## BRIEF
Each line of the records below that holds "serde" should be copied out.

## Collected data
BEGIN

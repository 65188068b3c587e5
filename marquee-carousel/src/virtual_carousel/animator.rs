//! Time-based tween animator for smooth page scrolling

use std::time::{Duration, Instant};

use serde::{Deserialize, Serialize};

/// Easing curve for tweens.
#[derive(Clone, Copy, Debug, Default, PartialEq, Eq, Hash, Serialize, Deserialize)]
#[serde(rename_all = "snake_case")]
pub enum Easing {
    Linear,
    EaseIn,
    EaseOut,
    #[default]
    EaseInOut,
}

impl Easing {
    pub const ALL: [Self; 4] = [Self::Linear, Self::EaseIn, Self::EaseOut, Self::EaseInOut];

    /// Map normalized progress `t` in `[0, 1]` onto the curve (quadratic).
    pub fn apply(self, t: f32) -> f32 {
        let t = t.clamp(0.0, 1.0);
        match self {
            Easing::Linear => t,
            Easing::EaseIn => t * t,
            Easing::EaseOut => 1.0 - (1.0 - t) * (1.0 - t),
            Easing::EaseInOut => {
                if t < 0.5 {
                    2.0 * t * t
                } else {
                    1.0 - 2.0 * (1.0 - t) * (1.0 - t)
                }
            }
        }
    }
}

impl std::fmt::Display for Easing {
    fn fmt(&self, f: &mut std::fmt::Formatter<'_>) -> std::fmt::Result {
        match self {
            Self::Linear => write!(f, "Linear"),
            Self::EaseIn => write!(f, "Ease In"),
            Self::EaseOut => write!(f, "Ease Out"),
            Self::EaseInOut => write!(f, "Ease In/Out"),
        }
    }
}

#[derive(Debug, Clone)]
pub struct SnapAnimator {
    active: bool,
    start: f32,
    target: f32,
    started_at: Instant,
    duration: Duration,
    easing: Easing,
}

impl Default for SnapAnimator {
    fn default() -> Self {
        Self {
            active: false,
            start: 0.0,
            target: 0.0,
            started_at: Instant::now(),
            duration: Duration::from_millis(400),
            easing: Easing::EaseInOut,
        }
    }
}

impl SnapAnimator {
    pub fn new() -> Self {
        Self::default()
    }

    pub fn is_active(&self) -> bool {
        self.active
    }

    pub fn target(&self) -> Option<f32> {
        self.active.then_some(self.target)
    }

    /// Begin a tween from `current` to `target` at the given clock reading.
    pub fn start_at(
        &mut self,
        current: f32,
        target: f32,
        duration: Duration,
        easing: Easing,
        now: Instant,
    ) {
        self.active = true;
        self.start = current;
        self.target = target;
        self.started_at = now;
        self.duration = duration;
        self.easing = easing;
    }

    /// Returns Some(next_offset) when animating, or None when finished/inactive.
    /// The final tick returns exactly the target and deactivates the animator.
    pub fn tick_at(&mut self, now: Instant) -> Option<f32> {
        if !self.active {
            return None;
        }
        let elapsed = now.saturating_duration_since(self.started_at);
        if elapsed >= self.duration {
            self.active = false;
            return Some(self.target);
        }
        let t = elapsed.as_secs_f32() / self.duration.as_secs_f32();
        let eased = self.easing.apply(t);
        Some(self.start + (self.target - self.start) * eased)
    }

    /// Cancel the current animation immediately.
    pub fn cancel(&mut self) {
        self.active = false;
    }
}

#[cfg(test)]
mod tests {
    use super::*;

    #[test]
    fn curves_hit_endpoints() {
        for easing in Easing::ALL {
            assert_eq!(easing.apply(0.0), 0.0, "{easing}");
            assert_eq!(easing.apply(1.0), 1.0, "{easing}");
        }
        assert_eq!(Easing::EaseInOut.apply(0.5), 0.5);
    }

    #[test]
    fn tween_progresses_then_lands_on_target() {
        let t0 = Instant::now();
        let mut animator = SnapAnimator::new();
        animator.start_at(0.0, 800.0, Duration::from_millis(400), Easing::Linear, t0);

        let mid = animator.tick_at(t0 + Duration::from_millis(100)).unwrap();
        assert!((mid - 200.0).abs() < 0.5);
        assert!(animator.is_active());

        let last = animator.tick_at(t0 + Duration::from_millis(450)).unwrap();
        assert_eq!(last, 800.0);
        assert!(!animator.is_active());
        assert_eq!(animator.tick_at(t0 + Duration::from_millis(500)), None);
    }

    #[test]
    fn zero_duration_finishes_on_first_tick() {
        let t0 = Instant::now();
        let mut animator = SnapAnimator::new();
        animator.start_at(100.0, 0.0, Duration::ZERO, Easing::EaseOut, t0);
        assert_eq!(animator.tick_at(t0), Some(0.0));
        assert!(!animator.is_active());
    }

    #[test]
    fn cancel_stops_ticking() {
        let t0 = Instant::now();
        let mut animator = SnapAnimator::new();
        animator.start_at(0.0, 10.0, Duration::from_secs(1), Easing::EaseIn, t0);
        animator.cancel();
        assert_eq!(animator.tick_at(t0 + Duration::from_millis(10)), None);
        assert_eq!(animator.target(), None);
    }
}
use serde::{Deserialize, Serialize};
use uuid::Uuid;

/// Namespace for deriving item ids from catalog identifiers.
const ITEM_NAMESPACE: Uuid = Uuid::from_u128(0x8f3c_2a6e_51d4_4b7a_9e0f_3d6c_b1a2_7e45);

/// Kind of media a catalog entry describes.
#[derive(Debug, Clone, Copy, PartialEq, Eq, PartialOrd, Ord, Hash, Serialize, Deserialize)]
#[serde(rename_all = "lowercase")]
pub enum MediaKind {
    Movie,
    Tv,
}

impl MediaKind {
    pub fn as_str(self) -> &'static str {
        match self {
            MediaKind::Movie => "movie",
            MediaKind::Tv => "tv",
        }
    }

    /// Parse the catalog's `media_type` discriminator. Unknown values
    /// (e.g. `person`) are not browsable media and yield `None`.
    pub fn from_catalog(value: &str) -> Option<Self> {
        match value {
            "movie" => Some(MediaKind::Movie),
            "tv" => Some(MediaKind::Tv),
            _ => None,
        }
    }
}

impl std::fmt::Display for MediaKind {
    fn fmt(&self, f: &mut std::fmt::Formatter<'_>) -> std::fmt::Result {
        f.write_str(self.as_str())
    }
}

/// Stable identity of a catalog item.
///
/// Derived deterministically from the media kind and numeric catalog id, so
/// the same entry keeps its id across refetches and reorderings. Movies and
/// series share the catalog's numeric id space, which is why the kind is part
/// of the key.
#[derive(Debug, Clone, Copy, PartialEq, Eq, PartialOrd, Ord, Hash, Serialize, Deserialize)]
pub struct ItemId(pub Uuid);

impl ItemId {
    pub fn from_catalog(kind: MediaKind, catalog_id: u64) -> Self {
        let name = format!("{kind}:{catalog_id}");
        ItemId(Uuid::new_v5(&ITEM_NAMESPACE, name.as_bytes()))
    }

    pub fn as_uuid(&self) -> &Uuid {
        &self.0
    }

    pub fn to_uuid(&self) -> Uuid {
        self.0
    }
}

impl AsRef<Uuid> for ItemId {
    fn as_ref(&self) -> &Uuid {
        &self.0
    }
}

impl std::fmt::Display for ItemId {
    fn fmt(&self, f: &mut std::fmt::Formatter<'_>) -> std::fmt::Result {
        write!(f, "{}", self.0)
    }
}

END
BEGIN

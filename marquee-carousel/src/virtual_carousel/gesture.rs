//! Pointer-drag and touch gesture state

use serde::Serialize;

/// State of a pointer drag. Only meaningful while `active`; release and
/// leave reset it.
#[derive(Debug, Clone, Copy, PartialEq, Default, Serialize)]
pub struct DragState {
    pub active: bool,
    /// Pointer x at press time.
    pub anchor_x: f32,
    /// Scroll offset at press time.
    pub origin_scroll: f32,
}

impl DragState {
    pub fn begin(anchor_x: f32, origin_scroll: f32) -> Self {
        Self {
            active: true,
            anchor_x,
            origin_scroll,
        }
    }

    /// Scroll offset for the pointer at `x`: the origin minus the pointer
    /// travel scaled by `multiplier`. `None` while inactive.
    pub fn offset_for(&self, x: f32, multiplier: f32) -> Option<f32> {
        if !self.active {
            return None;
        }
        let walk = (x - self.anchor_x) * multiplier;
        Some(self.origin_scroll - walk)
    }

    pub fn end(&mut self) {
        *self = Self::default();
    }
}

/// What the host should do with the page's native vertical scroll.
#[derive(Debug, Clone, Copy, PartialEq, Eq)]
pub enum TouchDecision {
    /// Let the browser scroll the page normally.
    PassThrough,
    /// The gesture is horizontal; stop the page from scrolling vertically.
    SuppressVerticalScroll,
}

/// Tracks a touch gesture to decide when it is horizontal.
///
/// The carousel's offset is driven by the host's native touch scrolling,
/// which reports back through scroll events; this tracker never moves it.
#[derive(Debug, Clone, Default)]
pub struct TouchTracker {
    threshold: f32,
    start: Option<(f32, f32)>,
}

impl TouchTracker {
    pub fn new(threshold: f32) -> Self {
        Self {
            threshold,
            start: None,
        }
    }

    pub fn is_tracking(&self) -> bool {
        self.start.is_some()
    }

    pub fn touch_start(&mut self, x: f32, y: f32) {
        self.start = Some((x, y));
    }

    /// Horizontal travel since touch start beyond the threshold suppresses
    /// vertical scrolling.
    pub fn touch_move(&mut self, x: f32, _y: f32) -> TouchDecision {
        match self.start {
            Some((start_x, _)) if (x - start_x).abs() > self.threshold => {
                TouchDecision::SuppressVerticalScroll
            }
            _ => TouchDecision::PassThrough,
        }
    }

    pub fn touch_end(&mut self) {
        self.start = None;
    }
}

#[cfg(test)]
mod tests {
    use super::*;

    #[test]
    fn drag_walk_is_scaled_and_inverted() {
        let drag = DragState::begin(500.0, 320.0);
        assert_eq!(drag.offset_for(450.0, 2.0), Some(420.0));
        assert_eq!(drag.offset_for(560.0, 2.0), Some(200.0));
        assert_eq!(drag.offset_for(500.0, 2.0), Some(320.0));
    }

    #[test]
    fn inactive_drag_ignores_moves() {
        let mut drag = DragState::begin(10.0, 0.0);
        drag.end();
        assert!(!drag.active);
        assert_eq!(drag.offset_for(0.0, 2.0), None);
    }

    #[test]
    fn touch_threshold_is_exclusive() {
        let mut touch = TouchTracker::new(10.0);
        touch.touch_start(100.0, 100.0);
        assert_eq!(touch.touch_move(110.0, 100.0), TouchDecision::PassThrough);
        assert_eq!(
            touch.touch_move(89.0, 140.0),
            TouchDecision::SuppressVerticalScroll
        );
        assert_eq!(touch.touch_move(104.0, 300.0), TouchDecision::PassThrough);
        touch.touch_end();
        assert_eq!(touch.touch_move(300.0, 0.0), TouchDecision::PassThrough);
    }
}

END
BEGIN

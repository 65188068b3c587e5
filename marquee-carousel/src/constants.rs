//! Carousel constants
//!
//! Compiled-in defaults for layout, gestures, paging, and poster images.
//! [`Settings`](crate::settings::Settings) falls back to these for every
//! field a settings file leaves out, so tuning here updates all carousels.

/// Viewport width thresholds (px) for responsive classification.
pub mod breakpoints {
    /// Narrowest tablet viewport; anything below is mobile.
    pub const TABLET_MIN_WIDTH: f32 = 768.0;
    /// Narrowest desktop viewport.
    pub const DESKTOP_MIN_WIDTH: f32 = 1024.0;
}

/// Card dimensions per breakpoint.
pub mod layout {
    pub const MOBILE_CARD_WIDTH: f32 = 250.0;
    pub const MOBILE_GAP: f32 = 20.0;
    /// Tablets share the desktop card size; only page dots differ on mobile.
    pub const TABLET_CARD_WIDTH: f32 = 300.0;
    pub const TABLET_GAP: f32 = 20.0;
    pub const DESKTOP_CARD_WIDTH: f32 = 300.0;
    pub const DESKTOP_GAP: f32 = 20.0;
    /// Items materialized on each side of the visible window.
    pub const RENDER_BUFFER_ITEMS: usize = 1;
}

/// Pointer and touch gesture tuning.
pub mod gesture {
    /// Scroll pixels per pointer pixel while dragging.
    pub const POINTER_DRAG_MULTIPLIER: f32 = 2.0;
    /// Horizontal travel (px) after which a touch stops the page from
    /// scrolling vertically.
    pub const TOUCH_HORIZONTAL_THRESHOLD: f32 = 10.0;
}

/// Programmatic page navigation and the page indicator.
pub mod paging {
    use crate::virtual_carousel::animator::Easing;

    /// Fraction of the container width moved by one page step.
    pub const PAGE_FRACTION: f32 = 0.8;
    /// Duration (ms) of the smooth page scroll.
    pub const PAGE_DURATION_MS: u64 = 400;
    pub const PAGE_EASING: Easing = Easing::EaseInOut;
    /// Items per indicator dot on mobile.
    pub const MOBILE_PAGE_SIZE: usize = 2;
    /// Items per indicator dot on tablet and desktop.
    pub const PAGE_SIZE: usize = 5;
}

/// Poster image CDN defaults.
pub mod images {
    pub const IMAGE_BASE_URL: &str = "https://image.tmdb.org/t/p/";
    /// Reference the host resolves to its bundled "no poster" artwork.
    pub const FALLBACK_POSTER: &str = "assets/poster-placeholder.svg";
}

END

## WRITTEN RESPONSE
use serde::{Deserialize, Serialize};
#[serde(rename_all = "snake_case")]
use serde::{Deserialize, Serialize};
#[serde(rename_all = "lowercase")]
use serde::Serialize;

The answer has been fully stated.